Tuesday, January 20, 2015

When are we going to access the fiber line that runs right through Williamstown for faster Greylock region internet?

Is the future economic power for the Greylock region buried beneath our past -- fiber optic cable?
Watch President Obama talk about his muncipal broadband initiative: 
Here's some perspective:

He shows on his presidential  iPad that Tokyo and Hong Kong have 1,000 megabits/second and New York has 500 and San Francisco has 200. 

My standard consumer internet at our house (from Verizon) maxes out at 3 megabits a second. The fast I have ever seen anywhere I've been was at the Clark cafe a couple fo weeks ago -- that was about 50 megabitts/second.   The standard-issue speed that Time Warner sells in this area peaks at about 20 megabitts, and it can be half that or less during the evening when a lot of people are using it. 
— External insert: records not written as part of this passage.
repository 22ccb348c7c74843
use chrono::{DateTime, Utc};
use serde::{Deserialize, Serialize};
use sqlx::types::Json;
use uuid::Uuid;

#[derive(Debug, Serialize, Deserialize, Clone, Copy, PartialEq, Eq, sqlx::Type)]
#[sqlx(type_name = "user_role", rename_all = "lowercase")]
#[serde(rename_all = "lowercase")]
pub enum UserRole {
    User,
    Farmer,
    Admin,
}

impl UserRole {
    pub fn to_str(&self) -> &str {
        match self {
            UserRole::User => "user",
            UserRole::Farmer => "farmer",
            UserRole::Admin => "admin",
        }
    }
}

#[derive(Debug, Serialize, Deserialize, Clone, Copy, PartialEq, Eq, sqlx::Type)]
#[sqlx(type_name = "farmer_status", rename_all = "lowercase")]
#[serde(rename_all = "lowercase")]
pub enum FarmerStatus {
    Pending,
    Approved,
    Rejected,
}

#[derive(Debug, Serialize, Deserialize, Clone, PartialEq)]
#[serde(rename_all = "camelCase")]
pub struct CourseProgress {
    pub course_id: String,
    #[serde(default)]
    pub completed_lessons: Vec<String>,
    #[serde(default)]
    pub progress: f64,
    #[serde(default)]
    pub completed: bool,
}

#[derive(Debug, Clone, sqlx::FromRow)]
pub struct User {
    pub id: Uuid,
    pub name: String,
    pub email: String,
    pub password_hash: Option<String>,
    pub role: UserRole,
    pub phone: String,
    pub is_verified: bool,
    pub is_admin: bool,
    pub is_blocked: bool,
    pub google_id: Option<String>,

    pub is_farmer: bool,
    pub farmer_reg_id: Option<String>,
    pub experience: Option<i32>,
    pub qualification: Option<String>,
    pub expertise: Vec<String>,
    pub awards: Vec<String>,
    pub farmer_status: Option<FarmerStatus>,
    pub profile: Option<String>,
    pub bio: Option<String>,
    pub course_progress: Json<Vec<CourseProgress>>,
    pub reason: Option<String>,

    pub created_at: DateTime<Utc>,
    pub updated_at: DateTime<Utc>,
}

impl User {
    /// Fresh, unverified account. Farmer-specific fields start empty.
    pub fn new(new_user: NewUser) -> Self {
        let now = Utc::now();
        Self {
            id: Uuid::new_v4(),
            name: new_user.name,
            email: new_user.email,
            password_hash: Some(new_user.password_hash),
            is_farmer: new_user.role == UserRole::Farmer,
            is_admin: new_user.role == UserRole::Admin,
            role: new_user.role,
            phone: new_user.phone,
            is_verified: false,
            is_blocked: false,
            google_id: None,
            farmer_reg_id: None,
            experience: None,
            qualification: None,
            expertise: Vec::new(),
            awards: Vec::new(),
            farmer_status: None,
            profile: None,
            bio: None,
            course_progress: Json(Vec::new()),
            reason: None,
            created_at: now,
            updated_at: now,
        }
    }
}

/// Insert payload; the password is already hashed by the time it gets here.
#[derive(Debug, Clone)]
pub struct NewUser {
    pub name: String,
    pub email: String,
    pub password_hash: String,
    pub role: UserRole,
    pub phone: String,
}
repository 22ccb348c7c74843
use std::future::{ready, Ready};

use actix_web::{dev::Payload, http::header, web, FromRequest, HttpRequest};
use tracing::debug;

use crate::controllers::ACCESS_TOKEN_COOKIE;
use crate::error::AppError;
use crate::service::{Claims, JwtService, TokenKind};

/// Authenticated caller, taken from the `accessToken` cookie or an
/// `Authorization: Bearer` header. Rejects the request with 401 otherwise.
#[derive(Debug, Clone)]
pub struct AuthUser(pub Claims);

impl AuthUser {
    pub fn claims(&self) -> &Claims {
        &self.0
    }

    pub fn require_admin(&self) -> Result<(), AppError> {
        if self.0.is_admin {
            Ok(())
        } else {
            Err(AppError::Forbidden("Admin access required".to_string()))
        }
    }
}

impl FromRequest for AuthUser {
    type Error = AppError;
    type Future = Ready<Result<Self, Self::Error>>;

    fn from_request(req: &HttpRequest, _: &mut Payload) -> Self::Future {
        ready(extract_auth_user(req))
    }
}

fn extract_auth_user(req: &HttpRequest) -> Result<AuthUser, AppError> {
    let jwt = req
        .app_data::<web::Data<JwtService>>()
        .ok_or_else(|| AppError::Internal(eyre::eyre!("JwtService is not registered")))?;

    let token = token_from_request(req)
        .ok_or_else(|| AppError::Unauthorized("Authentication required".to_string()))?;

    let claims = jwt.verify_token(&token, TokenKind::Access).map_err(|e| {
        debug!("Rejected access token: {e}");
        AppError::Unauthorized("Invalid or expired access token".to_string())
    })?;

    Ok(AuthUser(claims))
}

/// Cookie first, then the Authorization header (with or without `Bearer `).
fn token_from_request(req: &HttpRequest) -> Option<String> {
    if let Some(cookie) = req.cookie(ACCESS_TOKEN_COOKIE) {
        return Some(cookie.value().to_string());
    }

    let auth_str = req.headers().get(header::AUTHORIZATION)?.to_str().ok()?;
    let token = auth_str.strip_prefix("Bearer ").unwrap_or(auth_str).trim();
    (!token.is_empty()).then(|| token.to_string())
}

#[cfg(test)]
mod tests {
    use super::*;
    use actix_web::cookie::Cookie;
    use actix_web::test::TestRequest;

    use crate::models::{NewUser, User, UserRole};

    fn jwt() -> JwtService {
        JwtService::new("test_secret", "test_issuer".to_string())
    }

    fn token(jwt: &JwtService, kind: TokenKind) -> (User, String) {
        let user = User::new(NewUser {
            name: "Kiran".to_string(),
            email: "kiran@example.com".to_string(),
            password_hash: "hash".to_string(),
            role: UserRole::User,
            phone: "+15555550103".to_string(),
        });
        let token = jwt.create_token(&user, kind).unwrap();
        (user, token)
    }

    #[test]
    fn test_extract_token_with_bearer() {
        let jwt = jwt();
        let (user, token) = token(&jwt, TokenKind::Access);
        let req = TestRequest::default()
            .app_data(web::Data::new(jwt))
            .insert_header((header::AUTHORIZATION, format!("Bearer {token}")))
            .to_http_request();

        let auth = extract_auth_user(&req).unwrap();
        assert_eq!(auth.claims().user_id, user.id);
        assert!(auth.require_admin().is_err());
    }

    #[test]
    fn test_extract_token_from_cookie() {
        let jwt = jwt();
        let (user, token) = token(&jwt, TokenKind::Access);
        let req = TestRequest::default()
            .app_data(web::Data::new(jwt))
            .cookie(Cookie::new(ACCESS_TOKEN_COOKIE, token))
            .to_http_request();

        assert_eq!(extract_auth_user(&req).unwrap().claims().user_id, user.id);
    }

    #[test]
    fn test_refresh_token_is_not_an_access_token() {
        let jwt = jwt();
        let (_, token) = token(&jwt, TokenKind::Refresh);
        let req = TestRequest::default()
            .app_data(web::Data::new(jwt))
            .insert_header((header::AUTHORIZATION, format!("Bearer {token}")))
            .to_http_request();

        assert!(matches!(
            extract_auth_user(&req),
            Err(AppError::Unauthorized(_))
        ));
    }

    #[test]
    fn test_no_credentials() {
        let req = TestRequest::default()
            .app_data(web::Data::new(jwt()))
            .to_http_request();

        assert!(matches!(
            extract_auth_user(&req),
            Err(AppError::Unauthorized(_))
        ));
    }
}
So that's have far we have to go.  If Cedar Falls, Iowa, can get 1,000 megabitts, we should be able to in the Greylock Region, shouldn't we?
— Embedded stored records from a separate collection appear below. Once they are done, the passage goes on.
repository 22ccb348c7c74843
pub mod community;
pub mod generate_otp;
pub mod user;
pub mod verify_otp;

pub use community::CommunityUseCase;
pub use generate_otp::GenerateOtpUseCase;
pub use user::{UserInteractor, UserUseCase};
pub use verify_otp::VerifyOtpUseCase;

/// How codes are issued and how many wrong guesses a code survives.
#[derive(Debug, Clone, Copy)]
pub struct OtpPolicy {
    pub ttl: chrono::Duration,
    pub max_attempts: i32,
    pub code_length: u32,
}

impl Default for OtpPolicy {
    fn default() -> Self {
        Self {
            ttl: chrono::Duration::minutes(5),
            max_attempts: 5,
            code_length: 6,
        }
    }
}
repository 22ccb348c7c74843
use actix_web::web;

use crate::controllers::{
    community_controller, health_controller, otp_controller, user_controller,
};

pub fn routes(cfg: &mut web::ServiceConfig) {
    cfg.route("/api/health", web::get().to(health_controller::health))
        .service(
            web::scope("/api/otp")
                .route("/generate", web::post().to(otp_controller::generate_otp))
                .route("/resend", web::post().to(otp_controller::resend_otp))
                .route("/verify", web::post().to(otp_controller::verify_otp))
                .route(
                    "/profile-verify",
                    web::post().to(otp_controller::profile_verify_otp),
                ),
        )
        .service(
            web::scope("/api/auth")
                .route("/login", web::post().to(user_controller::login))
                .route(
                    "/refresh-token",
                    web::post().to(user_controller::refresh_token),
                )
                .route("/logout", web::post().to(user_controller::logout)),
        )
        .service(
            web::scope("/api/users")
                .route("/signup", web::post().to(user_controller::signup))
                .route("/me", web::get().to(user_controller::me))
                .route("/role", web::patch().to(user_controller::set_role))
                .route("/{id}", web::get().to(user_controller::get_user)),
        )
        .service(
            web::scope("/api/communities")
                .route("", web::get().to(community_controller::list))
                .route("", web::post().to(community_controller::create))
                .route("/{id}", web::get().to(community_controller::get))
                .route("/{id}", web::patch().to(community_controller::update))
                .route("/{id}", web::delete().to(community_controller::delete)),
        );
}
use std::sync::Arc;

use actix_web::{web, HttpResponse};
use uuid::Uuid;

use crate::dto::{CreateCommunityDto, MessageResponse, UpdateCommunityDto};
use crate::error::AppResult;
use crate::middleware::{AuthUser, ValidatedJson};
use crate::use_cases::CommunityUseCase;

pub struct CommunityController {
    communities: Arc<CommunityUseCase>,
}

impl CommunityController {
    pub fn new(communities: Arc<CommunityUseCase>) -> Self {
        Self { communities }
    }
}

pub async fn create(
    controller: web::Data<CommunityController>,
    caller: AuthUser,
    body: ValidatedJson<CreateCommunityDto>,
) -> AppResult<HttpResponse> {
    let community = controller
        .communities
        .create(caller.claims(), body.into_inner())
        .await?;
    Ok(HttpResponse::Created().json(community))
}

pub async fn list(controller: web::Data<CommunityController>) -> AppResult<HttpResponse> {
    Ok(HttpResponse::Ok().json(controller.communities.list().await?))
}

pub async fn get(
    controller: web::Data<CommunityController>,
    path: web::Path<Uuid>,
) -> AppResult<HttpResponse> {
    Ok(HttpResponse::Ok().json(controller.communities.get(path.into_inner()).await?))
}

pub async fn update(
    controller: web::Data<CommunityController>,
    caller: AuthUser,
    path: web::Path<Uuid>,
    body: ValidatedJson<UpdateCommunityDto>,
) -> AppResult<HttpResponse> {
    let community = controller
        .communities
        .update(caller.claims(), path.into_inner(), body.into_inner())
        .await?;
    Ok(HttpResponse::Ok().json(community))
}

pub async fn delete(
    controller: web::Data<CommunityController>,
    caller: AuthUser,
    path: web::Path<Uuid>,
) -> AppResult<HttpResponse> {
    controller
        .communities
        .delete(caller.claims(), path.into_inner())
        .await?;
    Ok(HttpResponse::Ok().json(MessageResponse::ok("Community deleted")))
}
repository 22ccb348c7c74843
use actix_web::HttpResponse;

pub async fn health() -> HttpResponse {
    HttpResponse::Ok().json(serde_json::json!({ "status": "ok" }))
}
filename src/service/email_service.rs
use std::fs;

use async_trait::async_trait;
use color_eyre::Result;
use eyre::WrapErr;
use lettre::{
    message::header::ContentType, transport::smtp::authentication::Credentials,
    AsyncSmtpTransport, AsyncTransport, Message, Tokio1Executor,
};
use serde_json::Value;
use tracing::{info, instrument};

/// Outbound delivery of one-time codes.
#[async_trait]
pub trait EmailSender: Send + Sync {
    async fn send_otp_email(&self, to: &str, otp: &str) -> Result<()>;
}

pub struct SmtpEmailService {
    mailer: AsyncSmtpTransport<Tokio1Executor>,
    from_address: String,
    platform_name: String,
    otp_template: String,
}

impl SmtpEmailService {
    pub fn new(
        smtp_host: &str,
        smtp_user: &str,
        smtp_pass: &str,
        platform_name: &str,
        template_path: &str,
    ) -> Result<Self> {
        let creds = Credentials::new(smtp_user.to_string(), smtp_pass.to_string());

        let otp_template = load_template(template_path)?;

        let mailer = AsyncSmtpTransport::<Tokio1Executor>::relay(smtp_host)
            .wrap_err("Configuring SMTP relay")?
            .credentials(creds)
            .build();

        Ok(Self {
            mailer,
            from_address: smtp_user.to_string(),
            platform_name: platform_name.to_string(),
            otp_template,
        })
    }

    #[instrument(skip(self, template, data))]
    pub async fn send_email(
        &self,
        to: &str,
        subject: &str,
        template: &str,
        data: &Value,
    ) -> Result<()> {
        let body = render_template(template, data);

        let email = Message::builder()
            .from(self.from_address.parse()?)
            .to(to.parse()?)
            .subject(subject)
            .header(ContentType::TEXT_HTML)
            .body(body)?;

        self.mailer
            .send(email)
            .await
            .wrap_err("Sending email")?;

        info!("Email sent");
        Ok(())
    }
}

#[async_trait]
impl EmailSender for SmtpEmailService {
    async fn send_otp_email(&self, to: &str, otp: &str) -> Result<()> {
        let template_data = serde_json::json!({
            "otp": otp,
            "platformName": self.platform_name
        });

        self.send_email(to, "Verify Your Email", &self.otp_template, &template_data)
            .await
    }
}

/// Read once at startup so sends never touch the filesystem.
fn load_template(path: &str) -> Result<String> {
    fs::read_to_string(path).wrap_err_with(|| format!("Reading email template {path}"))
}

/// Replace `{{key}}` placeholders with the matching string or number in `data`.
pub fn render_template(template: &str, data: &Value) -> String {
    let mut body = template.to_string();
    if let Some(fields) = data.as_object() {
        for (key, value) in fields {
            let placeholder = format!("{{{{{}}}}}", key);
            let replacement = match value {
                Value::String(s) => s.clone(),
                Value::Null => String::new(),
                other => other.to_string(),
            };
            body = body.replace(&placeholder, &replacement);
        }
    }
    body
}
Years ago, the old MCI Telecommunications (Utlimately MCI became part of either Verizon or ATT, i can't remember which), laid a fiber optic cable all along the Boston & Maine railroad right of way from Boston to Albany -- so it runs right through Williamstown.  If we could accdess that cable, we would have essentially unlimited bandwidth.  That is probably a big challenge economically, because to open up the cable and create a "tap" is probably really expensive and we may not have demand to justify it. But the point is that the bandwidth is available -- it's just a matter of cost and will. 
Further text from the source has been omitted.